A new bill introduced by Senators Elizabeth Warren (D-Mass.) and Mike Enzi (R-Wyo.) would add important privacy protections for genetic data generated by federally funded scientists or housed in databases maintained by federal agencies. The goal is to protect the unique information contributed to these studies by research participants who expect their data to remain confidential. Even if the bill passes, though, there are still a number of situations in which genetic data isn’t protected—and some leaders in genomics are now saying that full protection of this kind of information may not even be possible.
People have two primary concerns about the misuse of their genetic information: discrimination and inappropriate access. The Genetic Information Nondiscrimination Act, passed in 2008, was the first major step in establishing federal protections to ensure that people could not be treated differently based on their DNA data. GINA focused on health insurance and employers—the two biggest opportunities for genetic discrimination—but still leaves people vulnerable in areas like long-term care insurance and life insurance, among others.
The newly submitted Genetic Research Privacy Protection Act aims to prevent access to genetic data by people for any purpose other than scientific research (law enforcement or civil suits, for example).
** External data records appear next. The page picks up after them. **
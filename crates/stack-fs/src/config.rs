//! Format-agnostic configuration loading and saving

use crate::{Error, NormalizedPath, Result, io};
use serde::{Serialize, de::DeserializeOwned};

/// Format-agnostic configuration store.
///
/// Detects the format from the file extension and handles
/// serialization/deserialization transparently. Used for the settings
/// file and the persisted selection state.
#[derive(Debug, Default, Clone, Copy)]
pub struct ConfigStore;

impl ConfigStore {
    pub fn new() -> Self {
        Self
    }

    /// Load configuration from a file.
    ///
    /// Format is detected from file extension:
    /// - `.toml` -> TOML
    /// - `.json` -> JSON
    /// - `.yaml`, `.yml` -> YAML
    pub fn load<T: DeserializeOwned>(&self, path: &NormalizedPath) -> Result<T> {
        let content = io::read_text(path)?;
        self.parse(path, &content)
    }

    /// Load configuration, falling back to `T::default()` when the file
    /// does not exist. Any other failure is still reported.
    pub fn load_or_default<T: DeserializeOwned + Default>(&self, path: &NormalizedPath) -> Result<T> {
        match io::read_text(path) {
            Ok(content) => self.parse(path, &content),
            Err(e) if e.is_not_found() => {
                tracing::debug!(path = %path, "No file found, using defaults");
                Ok(T::default())
            }
            Err(e) => Err(e),
        }
    }

    fn parse<T: DeserializeOwned>(&self, path: &NormalizedPath, content: &str) -> Result<T> {
        let extension = path.extension().unwrap_or("");

        match extension.to_lowercase().as_str() {
            "toml" => toml::from_str(content).map_err(|e| Error::ConfigParse {
                path: path.to_native(),
                format: "TOML".into(),
                message: e.to_string(),
            }),
            "json" => serde_json::from_str(content).map_err(|e| Error::ConfigParse {
                path: path.to_native(),
                format: "JSON".into(),
                message: e.to_string(),
            }),
            "yaml" | "yml" => {
                // An empty YAML file deserializes as unit; treat it like `{}`
                let content = if content.trim().is_empty() { "{}" } else { content };
                serde_yaml::from_str(content).map_err(|e| Error::ConfigParse {
                    path: path.to_native(),
                    format: "YAML".into(),
                    message: e.to_string(),
                })
            }
            _ => Err(Error::UnsupportedFormat {
                extension: extension.to_string(),
            }),
        }
    }

    /// Save configuration to a file.
    ///
    /// Format is determined from file extension.
    /// Uses atomic write to prevent corruption.
    pub fn save<T: Serialize>(&self, path: &NormalizedPath, value: &T) -> Result<()> {
        let extension = path.extension().unwrap_or("");

        let content = match extension.to_lowercase().as_str() {
            "toml" => toml::to_string_pretty(value).map_err(|e| Error::ConfigSerialize {
                path: path.to_native(),
                format: "TOML".into(),
                message: e.to_string(),
            })?,
            "json" => serde_json::to_string_pretty(value).map_err(|e| Error::ConfigSerialize {
                path: path.to_native(),
                format: "JSON".into(),
                message: e.to_string(),
            })?,
            "yaml" | "yml" => serde_yaml::to_string(value).map_err(|e| Error::ConfigSerialize {
                path: path.to_native(),
                format: "YAML".into(),
                message: e.to_string(),
            })?,
            _ => {
                return Err(Error::UnsupportedFormat {
                    extension: extension.to_string(),
                });
            }
        };

        io::write_atomic(path, content.as_bytes())
    }
}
Thus far, genetic information produced through federally funded research has typically not been covered under existing privacy laws designed to protect medical data. In the current environment, the senators note, it may be possible for people or organizations to access this kind of information using Freedom of Information Act requests or other legal mechanisms. Once accessed, there would be no way to protect information that research participants expected to stay private.
If this bill is enacted—and that’s a big if, given that it took the much-needed GINA a dozen years to secure enough votes—it would make this data exempt from FOIA requests and extend confidentiality coverage to federally funded scientists so they couldn’t be legally compelled to release genetic information collected in their studies.
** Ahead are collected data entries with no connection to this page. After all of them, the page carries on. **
//! Per-invocation state
//!
//! Settings are loaded first; `--dir` and `--state` then override the
//! fragment store root and the state file. The catalog is discovered
//! once per invocation.

use crate::cli::Cli;
use crate::error::{CliError, Result};
use stack_core::{Catalog, OptionDef, OptionRef, Resolver, Selection, Settings};
use stack_engine::{ComposeRunner, DockerCli};
use stack_fs::{NormalizedPath, expand_path};
use std::path::Path;

/// Everything a command needs.
pub struct AppContext {
    pub settings: Settings,
    pub catalog: Catalog,
    pub selection: Selection,
    pub state_path: NormalizedPath,
    pub engine: String,
}

impl AppContext {
    /// Build the context from parsed arguments.
    pub fn load(cli: &Cli) -> Result<Self> {
        let config = cli.config.as_deref().map(expand_arg);
        let mut settings = Settings::load(config.as_ref())?;
        if let Some(dir) = &cli.dir {
            settings.fragments_dir = dir.to_string_lossy().into_owned();
        }
        if let Some(state) = &cli.state {
            settings.state_file = state.to_string_lossy().into_owned();
        }
        Self::open(settings, &cli.engine)
    }

    /// Discover the store and load the selection for `settings`.
    pub fn open(settings: Settings, engine: &str) -> Result<Self> {
        let root = settings.fragments_dir();
        let catalog = Catalog::discover(&root)?;
        let state_path = settings.state_file();
        let selection = Selection::load(&state_path)?;

        Ok(Self {
            settings,
            catalog,
            selection,
            state_path,
            engine: engine.to_string(),
        })
    }

    pub fn resolver(&self) -> Resolver<'_> {
        Resolver::new(&self.catalog, &self.selection)
    }

    pub fn option(&self, reference: &OptionRef) -> Result<&OptionDef> {
        Ok(self.catalog.find(reference)?)
    }

    /// Fail unless `addon` exists on `option`.
    pub fn check_addon(&self, reference: &OptionRef, addon: &str) -> Result<()> {
        let option = self.option(reference)?;
        if option.addon(addon).is_none() {
            return Err(stack_core::Error::UnknownAddon {
                category: reference.category.clone(),
                option: reference.option.clone(),
                addon: addon.to_string(),
            }
            .into());
        }
        Ok(())
    }

    /// Persist the selection, dropping entries the store no longer has.
    pub fn save_selection(&mut self) -> Result<()> {
        self.selection.prune(&self.catalog);
        self.selection.save(&self.state_path)?;
        Ok(())
    }

    pub fn query(&self) -> DockerCli {
        DockerCli::new(&self.engine)
    }

    pub fn runner(&self) -> ComposeRunner {
        ComposeRunner::new(&self.engine)
    }

    /// Fail when nothing is enabled, naming the remedy.
    pub fn require_enabled(&self) -> Result<()> {
        if self.resolver().enabled_options().next().is_none() {
            return Err(CliError::user(
                "No options are enabled (use 'stackmix enable <category>/<option>')",
            ));
        }
        Ok(())
    }
}

fn expand_arg(path: &Path) -> NormalizedPath {
    NormalizedPath::new(expand_path(&path.to_string_lossy()))
}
“To help to bring forward the next generation of precision medicine, researchers are collecting more and more genetic information,” Warren said in a statement. “When that genetic information is stored at our nation’s research institutions, families should have complete confidence that it will remain private.”
With its focus on research, this bill extends no protection for genetic data produced by the growing number of consumer services (for example, 23andMe). While genetic information generated through medical tests is covered by health information privacy laws, services that use genetic data to reveal ancestry, athletic prowess, or other non-clinical applications are not currently covered by privacy laws specific to DNA data. With more and more people signing up for these services and with lingering uncertainty around privacy and discrimination laws, this is a critical area for legislators to tackle.
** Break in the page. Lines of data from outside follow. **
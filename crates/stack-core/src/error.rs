//! Error types for stack-core

use std::path::PathBuf;

/// Result type for stack-core operations
pub type Result<T> = std::result::Result<T, Error>;

/// Errors that can occur in stack-core operations
#[derive(Debug, thiserror::Error)]
pub enum Error {
    /// The fragment store root could not be enumerated
    #[error("Cannot read fragment store at {path}: {source}")]
    Discovery {
        path: PathBuf,
        #[source]
        source: std::io::Error,
    },

    /// An option's base fragment is missing or unparsable
    #[error("Loading base for {category}/{option}: {source}")]
    BaseLoad {
        category: String,
        option: String,
        #[source]
        source: Box<Error>,
    },

    /// A fragment file could not be read
    #[error("Cannot read fragment {path}: {source}")]
    FragmentRead {
        path: PathBuf,
        #[source]
        source: stack_fs::Error,
    },

    /// A fragment file is not valid YAML
    #[error("Invalid YAML in {path}: {message}")]
    FragmentParse { path: PathBuf, message: String },

    /// A fragment parsed, but its top level is not a mapping
    #[error("Fragment {path} must be a mapping, found {found}")]
    NotADocument { path: PathBuf, found: &'static str },

    /// No option with this name exists in the catalog
    #[error("Unknown option: {category}/{option}")]
    UnknownOption { category: String, option: String },

    /// The option exists but has no such addon
    #[error("Option {category}/{option} has no addon named '{addon}'")]
    UnknownAddon {
        category: String,
        option: String,
        addon: String,
    },

    /// An option reference did not have the `category/option` shape
    #[error("Invalid option reference '{input}', expected <category>/<option>")]
    InvalidOptionRef { input: String },

    /// A document could not be serialized
    #[error("Failed to render document: {message}")]
    Render { message: String },

    /// Filesystem error from stack-fs
    #[error(transparent)]
    Fs(#[from] stack_fs::Error),
}

impl Error {
    pub(crate) fn base_load(category: &str, option: &str, source: Error) -> Self {
        Self::BaseLoad {
            category: category.to_string(),
            option: option.to_string(),
            source: Box::new(source),
        }
    }
}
It’s worth noting that the very catalyst for this new bill is also the reason the whole privacy issue might be moot. Several scientists have now proven that it’s possible—easy, even—to identify supposedly anonymous research subjects using their genetic data and minimal other information. In one landmark study, researchers figured out the identities of anonymous genomes by using publicly available information from genealogy databases in combination with snippets of DNA data to link last names to the genomes. While that study was cited by the senators as evidence of the need for this new bill, some genome scientists argue that it is instead proof that there’s no such thing as privacy in the genomic era. Unlike research studies that round up a bunch of participants and collect, say, cholesterol levels and blood pressure readings—data that could never be traced back to a specific individual—each genome is unique and by definition can identify the person who contributed it.
Eric Schadt, founding director of the Icahn Institute for Genomics and Multiscale Biology at Mount Sinai, published a commentary on this topic in which he concluded that anonymity simply cannot be guaranteed for genetic data. “I believe education and legislation aimed less at protecting privacy and more at preventing discrimination will be key,” he wrote. “We must inform patients on what is happening in biology and medicine today and explain why high-dimensional data we collect as researchers cannot really be completely de-identified.”
But as there’s no telling how DNA data could be used or misused in the future, it’s still good to see that at least some government officials are doing their best to ensure basic protections for the public. And in an age of fractious politics, it’s refreshing that both parties came together to present such a bill.